- _Dataset records_
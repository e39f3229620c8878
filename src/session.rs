use rand::Rng;

use crate::problem::Problem;

/// Ordered history of generated problems plus the navigation cursor.
///
/// The session moves through three states: no problem yet, problem shown
/// but not revealed, and problem shown with the answer revealed. Revealing
/// never mutates the problem itself; it only flips the display flag, and
/// any navigation clears it again.
///
/// History only grows: visiting an old slot never regenerates it, and
/// nothing is ever removed for the lifetime of the session.
#[derive(Debug, Default)]
pub struct Session {
    history: Vec<Problem>,
    current: usize,
    revealed: bool,
}

impl Session {
    pub fn new() -> Self {
        Self::default()
    }

    /// Generates a fresh problem, appends it and moves the cursor to it.
    pub fn new_problem(&mut self, rng: &mut impl Rng) {
        let problem = Problem::generate(rng);
        log::info!(
            "problem {}: y = {}x + {}, candidate ({}, {}), intent on_line={}",
            self.history.len() + 1,
            problem.slope,
            problem.intercept,
            problem.x,
            problem.y,
            problem.on_line,
        );
        self.history.push(problem);
        self.current = self.history.len() - 1;
        self.revealed = false;
    }

    /// Marks the current problem as revealed. Idempotent; a no-op while
    /// the history is still empty.
    pub fn reveal(&mut self) {
        if !self.history.is_empty() {
            self.revealed = true;
        }
    }

    /// Jumps to `index`, hiding the answer again. Out-of-range indices are
    /// silently ignored.
    pub fn go_to(&mut self, index: usize) {
        if index >= self.history.len() {
            return;
        }
        self.current = index;
        self.revealed = false;
    }

    /// Steps back one problem if there is one.
    pub fn previous(&mut self) {
        if self.current > 0 {
            self.go_to(self.current - 1);
        }
    }

    /// Steps forward, generating a new problem only past the end of the
    /// history.
    pub fn next(&mut self, rng: &mut impl Rng) {
        if self.current + 1 < self.history.len() {
            self.go_to(self.current + 1);
        } else {
            self.new_problem(rng);
        }
    }

    pub fn current(&self) -> Option<&Problem> {
        self.history.get(self.current)
    }

    pub fn current_index(&self) -> usize {
        self.current
    }

    pub fn len(&self) -> usize {
        self.history.len()
    }

    pub fn is_empty(&self) -> bool {
        self.history.is_empty()
    }

    pub fn is_revealed(&self) -> bool {
        self.revealed
    }
}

- _Problem to solve_
Take the entries above and copy them out exactly.

- _Answer to the exercise_
repository e39f3229620c8878
filename src/session.rs
use rand::Rng;

use crate::problem::Problem;

/// Ordered history of generated problems plus the navigation cursor.
///
/// The session moves through three states: no problem yet, problem shown
/// but not revealed, and problem shown with the answer revealed. Revealing
/// never mutates the problem itself; it only flips the display flag, and
/// any navigation clears it again.
///
/// History only grows: visiting an old slot never regenerates it, and
/// nothing is ever removed for the lifetime of the session.
#[derive(Debug, Default)]
pub struct Session {
    history: Vec<Problem>,
    current: usize,
    revealed: bool,
}

impl Session {
    pub fn new() -> Self {
        Self::default()
    }

    /// Generates a fresh problem, appends it and moves the cursor to it.
    pub fn new_problem(&mut self, rng: &mut impl Rng) {
        let problem = Problem::generate(rng);
        log::info!(
            "problem {}: y = {}x + {}, candidate ({}, {}), intent on_line={}",
            self.history.len() + 1,
            problem.slope,
            problem.intercept,
            problem.x,
            problem.y,
            problem.on_line,
        );
        self.history.push(problem);
        self.current = self.history.len() - 1;
        self.revealed = false;
    }

    /// Marks the current problem as revealed. Idempotent; a no-op while
    /// the history is still empty.
    pub fn reveal(&mut self) {
        if !self.history.is_empty() {
            self.revealed = true;
        }
    }

    /// Jumps to `index`, hiding the answer again. Out-of-range indices are
    /// silently ignored.
    pub fn go_to(&mut self, index: usize) {
        if index >= self.history.len() {
            return;
        }
        self.current = index;
        self.revealed = false;
    }

    /// Steps back one problem if there is one.
    pub fn previous(&mut self) {
        if self.current > 0 {
            self.go_to(self.current - 1);
        }
    }

    /// Steps forward, generating a new problem only past the end of the
    /// history.
    pub fn next(&mut self, rng: &mut impl Rng) {
        if self.current + 1 < self.history.len() {
            self.go_to(self.current + 1);
        } else {
            self.new_problem(rng);
        }
    }

    pub fn current(&self) -> Option<&Problem> {
        self.history.get(self.current)
    }

    pub fn current_index(&self) -> usize {
        self.current
    }

    pub fn len(&self) -> usize {
        self.history.len()
    }

    pub fn is_empty(&self) -> bool {
        self.history.is_empty()
    }

    pub fn is_revealed(&self) -> bool {
        self.revealed
    }
}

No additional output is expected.